Oracle loses $20 Billion in Market Cap. Oracle just doesn’t get it!
Posted on Fri, Dec 23, 2011 @ 04:36 PM
Oracles shares fell as much as 13% as Oracle reported it missed its 2Q earnings and losing $20 Billion of Market Cap and Sun sales were off by 10%.
Oracle said the cause of missed revenue targets was due to a number of deals that were supposed to go through did not, which contributed to a bad quarter.
Analysts tried to come up with a number of reasons including longer sales cycles, cuts in government spending, currency issues, cautious spending due to the economy, European crisis, etc.
Oracle’s sales just might be a reflection of their actions over the past year and not entirely on things they cannot control.
Larry Ellison’s letter to the New York Times regarding HP’s suit against Mark Hurd started a public feud with a 25 year partnership with HP which has been pushed to its limits with Oracle’s $7.4 billion purchase of Sun Microsystems and the withdrawal of support for Oracle software running on HP’s Itanium systems which preceded a lawsuit by HP.
Oracle was also recently fined $200 million by the General Services Administration thanks to a former Oracle employee who blew the whistle on Oracle. Oracle agreed to settle and acknowledge that they made false statements to GSA about their sales practices and discounts (according to the DOJ).
In September, Marc Andreessen said the “Clock is ticking” on Oracle since not a single one of Andreessen-Horowitz’s startup investments use Oracle software. They all use cloud-based alternatives instead.
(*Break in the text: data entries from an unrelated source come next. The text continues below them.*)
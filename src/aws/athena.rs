//! Athena query tool: start, poll the execution state, read the result set.

use super::{array_field, bind, str_arg, timeout_override, AwsApi};
use crate::polling::{run_to_completion, PollOutcome, RemoteJob, RemoteStatus};
use crate::tools::catalog::{ParamKind, ParameterSpec, ToolDefinition};
use crate::types::{Error, JobId, PollConfig, Result};
use async_trait::async_trait;
use serde_json::{json, Map, Value};
use std::sync::Arc;

pub fn query_tool(api: &Arc<dyn AwsApi>, poll: PollConfig) -> ToolDefinition {
    ToolDefinition::new(
        "aws.athena_query",
        "Run an Athena query and wait for results (best for small/medium result sets).",
        vec![
            ParameterSpec::required("database", ParamKind::String, "Athena database name (required) - target database for the query")
                .with_examples(&["default", "analytics", "data_lake", "prod_db"]),
            ParameterSpec::required("workgroup", ParamKind::String, "Athena workgroup name (required) - workgroup to execute the query in")
                .with_examples(&["primary", "analytics", "dev", "prod"]),
            ParameterSpec::required("sql", ParamKind::String, "SQL query to execute (required) - valid Athena/Presto SQL statement")
                .with_examples(&[
                    "SELECT * FROM my_table LIMIT 10",
                    "SELECT COUNT(*) FROM logs WHERE date = '2024-01-01'",
                    "SHOW TABLES",
                ]),
            ParameterSpec::optional("timeoutMs", ParamKind::Number, "How long to wait for the query before returning its id (optional)")
                .integer()
                .with_range(1000.0, 900_000.0)
                .with_examples(&["60000", "300000"]),
        ],
        bind(api, move |api, input| run_query(api, input, poll)),
    )
}

/// Column names and rows of a finished query.
#[derive(Debug, Clone, PartialEq)]
struct ResultTable {
    columns: Vec<String>,
    rows: Vec<Value>,
}

struct AthenaQuery {
    api: Arc<dyn AwsApi>,
    database: String,
    workgroup: String,
    sql: String,
}

#[async_trait]
impl RemoteJob for AthenaQuery {
    type Output = ResultTable;

    async fn submit(&mut self) -> Result<JobId> {
        let out = self
            .api
            .call(
                "athena",
                "start-query-execution",
                json!({
                    "QueryString": self.sql,
                    "QueryExecutionContext": { "Database": self.database },
                    "WorkGroup": self.workgroup,
                }),
            )
            .await?;
        let id = out
            .get("QueryExecutionId")
            .and_then(|v| v.as_str())
            .ok_or_else(|| Error::remote("start-query-execution returned no QueryExecutionId"))?;
        JobId::from_string(id.to_string()).map_err(Error::remote)
    }

    async fn poll(&mut self, job_id: &JobId) -> Result<RemoteStatus> {
        let out = self
            .api
            .call(
                "athena",
                "get-query-execution",
                json!({ "QueryExecutionId": job_id.as_str() }),
            )
            .await?;
        let status = &out["QueryExecution"]["Status"];
        let reason = status["StateChangeReason"].as_str().map(|s| s.to_string());
        Ok(match status["State"].as_str() {
            Some("SUCCEEDED") => RemoteStatus::Succeeded,
            Some("FAILED") => RemoteStatus::Failed { reason },
            Some("CANCELLED") => RemoteStatus::Cancelled { reason },
            _ => RemoteStatus::Running,
        })
    }

    async fn fetch(&mut self, job_id: &JobId) -> Result<ResultTable> {
        let out = self
            .api
            .call(
                "athena",
                "get-query-results",
                json!({ "QueryExecutionId": job_id.as_str() }),
            )
            .await?;
        Ok(result_table(&out))
    }
}

/// First row is the header; every cell is a `VarCharValue`.
fn result_table(out: &Value) -> ResultTable {
    let cells = |row: &Value| -> Vec<Value> {
        array_field(row, "Data")
            .iter()
            .map(|d| d.get("VarCharValue").cloned().unwrap_or(Value::Null))
            .collect()
    };

    let rows = array_field(&out["ResultSet"], "Rows");
    let Some((header, data)) = rows.split_first() else {
        return ResultTable {
            columns: Vec::new(),
            rows: Vec::new(),
        };
    };
    let columns: Vec<String> = cells(header)
        .into_iter()
        .map(|v| v.as_str().unwrap_or_default().to_string())
        .collect();
    let rows = data
        .iter()
        .map(|row| {
            let object: Map<String, Value> = columns.iter().cloned().zip(cells(row)).collect();
            Value::Object(object)
        })
        .collect();
    ResultTable { columns, rows }
}

async fn run_query(api: Arc<dyn AwsApi>, input: Map<String, Value>, poll: PollConfig) -> Result<Value> {
    let poll = timeout_override(&input).map_or(poll, |d| poll.with_deadline(d));
    let mut job = AthenaQuery {
        api,
        database: str_arg(&input, "database")?,
        workgroup: str_arg(&input, "workgroup")?,
        sql: str_arg(&input, "sql")?,
    };

    Ok(match run_to_completion(&mut job, poll).await? {
        PollOutcome::Succeeded { output, .. } => json!({
            "state": "SUCCEEDED",
            "columns": output.columns,
            "rows": output.rows,
        }),
        PollOutcome::Failed { job_id, reason } => {
            json!({ "state": "FAILED", "queryId": job_id, "reason": reason })
        }
        PollOutcome::Cancelled { job_id, reason } => {
            json!({ "state": "CANCELLED", "queryId": job_id, "reason": reason })
        }
        PollOutcome::TimedOut { job_id, elapsed } => json!({
            "state": "TIMEOUT",
            "queryId": job_id,
            "elapsedMs": elapsed.as_millis() as u64,
        }),
    })
}

#[cfg(test)]
mod tests {
    use super::*;
    use crate::aws::MockAwsApi;
    use std::sync::atomic::{AtomicU32, Ordering};
    use std::time::Duration;

    fn input() -> Map<String, Value> {
        json!({"database": "analytics", "workgroup": "primary", "sql": "SELECT 1"})
            .as_object()
            .cloned()
            .unwrap()
    }

    fn results_page() -> Value {
        json!({"ResultSet": {"Rows": [
            {"Data": [{"VarCharValue": "id"}, {"VarCharValue": "name"}]},
            {"Data": [{"VarCharValue": "1"}, {"VarCharValue": "alpha"}]},
            {"Data": [{"VarCharValue": "2"}, {}]}
        ]}})
    }

    #[test]
    fn test_result_table_uses_header_row() {
        let table = result_table(&results_page());
        assert_eq!(table.columns, vec!["id", "name"]);
        assert_eq!(
            table.rows,
            vec![json!({"id": "1", "name": "alpha"}), json!({"id": "2", "name": null})]
        );
        assert_eq!(result_table(&json!({})).columns.len(), 0);
    }

    #[tokio::test(start_paused = true)]
    async fn test_query_fetches_once_after_success() {
        let fetches = Arc::new(AtomicU32::new(0));
        let counter = fetches.clone();
        let polls = Arc::new(AtomicU32::new(0));
        let poll_counter = polls.clone();
        let mut mock = MockAwsApi::new();
        mock.expect_call().returning(move |service, operation, request| {
            assert_eq!(service, "athena");
            match operation {
                "start-query-execution" => {
                    assert_eq!(request["QueryExecutionContext"]["Database"], "analytics");
                    Ok(json!({"QueryExecutionId": "qe-1"}))
                }
                "get-query-execution" => {
                    let state = if poll_counter.fetch_add(1, Ordering::SeqCst) == 0 {
                        "RUNNING"
                    } else {
                        "SUCCEEDED"
                    };
                    Ok(json!({"QueryExecution": {"Status": {"State": state}}}))
                }
                "get-query-results" => {
                    counter.fetch_add(1, Ordering::SeqCst);
                    Ok(results_page())
                }
                other => panic!("unexpected operation {}", other),
            }
        });

        let out = run_query(Arc::new(mock), input(), PollConfig::new(Duration::from_secs(60)))
            .await
            .unwrap();
        assert_eq!(fetches.load(Ordering::SeqCst), 1);
        assert_eq!(polls.load(Ordering::SeqCst), 2);
        assert_eq!(out["state"], "SUCCEEDED");
        assert_eq!(out["columns"], json!(["id", "name"]));
    }

    #[tokio::test(start_paused = true)]
    async fn test_failed_query_reports_reason() {
        let mut mock = MockAwsApi::new();
        mock.expect_call().returning(|_, operation, _| match operation {
            "start-query-execution" => Ok(json!({"QueryExecutionId": "qe-2"})),
            "get-query-execution" => Ok(json!({"QueryExecution": {"Status": {
                "State": "FAILED",
                "StateChangeReason": "SYNTAX_ERROR: line 1:8"
            }}})),
            other => panic!("unexpected operation {}", other),
        });
        let out = run_query(Arc::new(mock), input(), PollConfig::new(Duration::from_secs(60)))
            .await
            .unwrap();
        assert_eq!(
            out,
            json!({"state": "FAILED", "queryId": "qe-2", "reason": "SYNTAX_ERROR: line 1:8"})
        );
    }

    #[tokio::test(start_paused = true)]
    async fn test_running_forever_times_out() {
        let mut mock = MockAwsApi::new();
        mock.expect_call().returning(|_, operation, _| match operation {
            "start-query-execution" => Ok(json!({"QueryExecutionId": "qe-3"})),
            "get-query-execution" => Ok(json!({"QueryExecution": {"Status": {"State": "QUEUED"}}})),
            other => panic!("fetch must not run: {}", other),
        });
        let out = run_query(Arc::new(mock), input(), PollConfig::new(Duration::from_secs(2)))
            .await
            .unwrap();
        assert_eq!(out["state"], "TIMEOUT");
        assert_eq!(out["queryId"], "qe-3");
    }
}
End-users of Sun products are not pleased at all with Oracle’s changes in policies related to Solaris software and hardware maintenance. The Service Industry Association thanks to the involvement of DJ Pascoe, Esquire the Attorney General of Michigan were able to get Oracle to confirm that Sun equipment purchased after March 16, 2010 were subject to new policies. It’s widely known that Oracle’s changed the ability to acquire Solaris support separate from hardware maintenance and has now tied the two together. In addition, end-users have reported the in order to get Solaris software maintenance, all Sun systems at a facility must be placed under a contract instead of just the systems that are in produc
tion.
Oracle’s termination of OpenSolaris and reversing course to further close Solaris is turning out to be a bad business decision based on the rapidly declining Sun hardware sales. Even employees at Oracle, most likely from the Sun side are disgruntled that Oracle at its core has no empathy. It’s reported that a disgruntled employee has leaked the Solaris 11 code.
The Wall Street Journal reported that big brand-name companies have been hiring abroad while cutting back at home. Oracle has 62.9% of its workers overseas which is a 315% increase since 2001.
American’s don’t like big American Corporations that are only concerned with their own financial greed. We just saw witnessed 3 months of Occupy Wall Street Protesters in many cities.
Oracle is a poster child for what the Occupy Wall Street Movement is about. Oracle hires overseas while displacing American workers, competes with its partners, makes its software proprietary to increase profits, and based on the settlement with GSA is involved in poor business ethics.
Could this be the real reason Oracle had a bad quarter or is Oracle correct, that it’s based on deals that just didn’t close in time?